Quel che fa più rabbia della decisione del Partito Democratico di chiudere l’accordo con Berlusconi per l’elezione di Franco Marini al Quirinale è che non ce n’era bisogno alcuno, di suicidarsi in questo modo. L’alternativa c’era, era ottima e apprezzata dall’elettorato. Avrebbe in un colpo portato un galantuomo, Rodotà, al Quirinale; avrebbe aperto la prospettiva di governo con il MoVimento 5 stelle per quell’esecutivo di cambiamento da mesi invocato da Bersani. Avrebbe sgonfiato Renzi e Grillo.

Invece no. Abbiamo scelto l’altra strada, non solo quella più difficile, ma anche quella stupida. E inutile.

C’è molto in questa pagina politica. Sottovalutazione degli elettori e della rete, malcelato e stupido puntiglio nei confronti di Grillo e dei suoi – che hanno invece portato avanti un’operazione politica geniale e sopraffina – stupidaggini su inesistenti sensi di responsabilità che si traducono semplicemente nell’inciucio con Silvio, genuina miopia politica dei dirigenti. Ancora nel pomeriggio esponenti della guardia magna bersaniana tweetavano che l’invio di un Pd al Quirinale con i voti di Berlusconi dovesse essere di per sé un successo. Follie, ovviamente.

Andiamo tutti a letto stasera sperando nei franchi tiratori: ce ne saranno. Non per contrarietà a Marini, che potrebbe essere e sarà un presidente non peggiore di tanti altri. Il problema è il patto con Berlusconi, sopratutto perchè non era assolutamente necessario. C’era un’altra strada, migliore, più praticabile, più appagante, vincente. Questa non è una cosa che sarà perdonata, non da me. Io, come tanti altri, ho organizzato manifestazioni a scuola contro Berlusconi: finire così no. Un salvacondotto per lui, no. Un governo con lui, no.

No.

Quirinale, comunque vada sarà un successo

image

Alcune cose che penso del Quirinale, della Gabanelli, di Rodotà e del resto.

Della Gabanelli penso che sia una delle migliori giornaliste italiane, al netto di alcuni scivoloni un po’ complottisti in alcune puntate di Report; e penso che ovviamente questo non basti per fare il presidente della Repubblica. Penso però che ci sia da capire una fase, una fase nuova di questo paese, la fase della ggente, di quelli che si sono rotti e che preferiscono un volto pulito di cui conoscono poco o nulla ad un volto che conoscono molto bene e che pulito non sembra più. Così, chi fa semplicemente bene il suo lavoro, come la Gabanelli, diventa la bandiera di un paese nuovo. E questo è molto triste, o molto bello, fate voi.

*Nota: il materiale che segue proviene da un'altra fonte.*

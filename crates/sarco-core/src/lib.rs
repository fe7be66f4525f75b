//! Sarco Core - Shared types, cryptographic primitives, and error taxonomy
//!
//! This crate provides the foundational types for the sarco time-locked
//! secret-escrow protocol: account addresses, session identifiers, key
//! material, signer recovery, protocol configuration, and the typed
//! rejection reasons surfaced by every engine operation.

pub mod config;
pub mod crypto;
pub mod error;
pub mod event;
pub mod types;

pub use config::ProtocolConfig;
pub use crypto::{
    accusal_message, curse_commitment_message, keccak256, sha256, EcdsaRecovery, PrivateKeyBytes,
    PublicKey, RecoverableSignature, SignerRecovery,
};
pub use error::{Error, Result};
pub use event::{ConfigParameter, ProtocolEvent};
pub use types::{Address, SarcoId, Timestamp};

/// Divisor for basis-point percentage parameters
pub const PERCENTAGE_DIVISOR: u128 = 10_000;

/// Default grace period after the resurrection deadline in seconds (1 hour)
pub const DEFAULT_GRACE_PERIOD: u64 = 3_600;

/// Default embalmer claim window after the grace period in seconds (1 week)
pub const DEFAULT_EMBALMER_CLAIM_WINDOW: u64 = 604_800;

/// Default validity of negotiated creation parameters in seconds (1 hour)
pub const DEFAULT_EXPIRATION_THRESHOLD: u64 = 3_600;

/// Default protocol fee in basis points of total digging fees (1%)
pub const DEFAULT_PROTOCOL_FEE_BASE_PERCENTAGE: u32 = 100;

/// Default cursed bond in basis points of the digging fee (100%)
pub const DEFAULT_CURSED_BOND_PERCENTAGE: u32 = 10_000;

Penso che Bersani da qualche giorno stia abbastanza nel pallone, ma questo è evidente. E intorno a lui volteggiano gli avvoltoi del dialogo con Berlusconi, che sparano affermazioni degne di un Capezzone – “dobbiamo dialogare con il Cavaliere, gli italiani lo votano”, mentre il Pd arriva sempre impreparato al confronto con il Movimento 5 stelle che fa prima di lui a dire qualsiasi cosa , giusta o folle che sia, e che così detta l’agenda alla sinistra e al paese…persino dal cesso del camper, come oggi con il video di Grillo.

Penso che ora il Partito Democratico abbia l’occasione di rimettersi in carreggiata, proponendo un nome forte come Emma Bonino o Stefano Rodotà su cui far convergere i voti del Movimento, il quale si è peraltro già detto disponibile: ma anche questo si è già sentito. Quel che penso inoltre, invece, è che se salterà fuori la convergenza con il PdL sul nome di Giuliano Amato, come pare, andrà bene lo stesso, perchè potremo presto celebrare il funerale del Partito Democratico morto suicida: ci sarà, finalmente, chiarezza per tutti noi e il liberi tutti alle prossime elezioni (anche perchè, a quanto leggo, anche la pattuglia Renzi sarebbe pronta a votarlo: vedremo).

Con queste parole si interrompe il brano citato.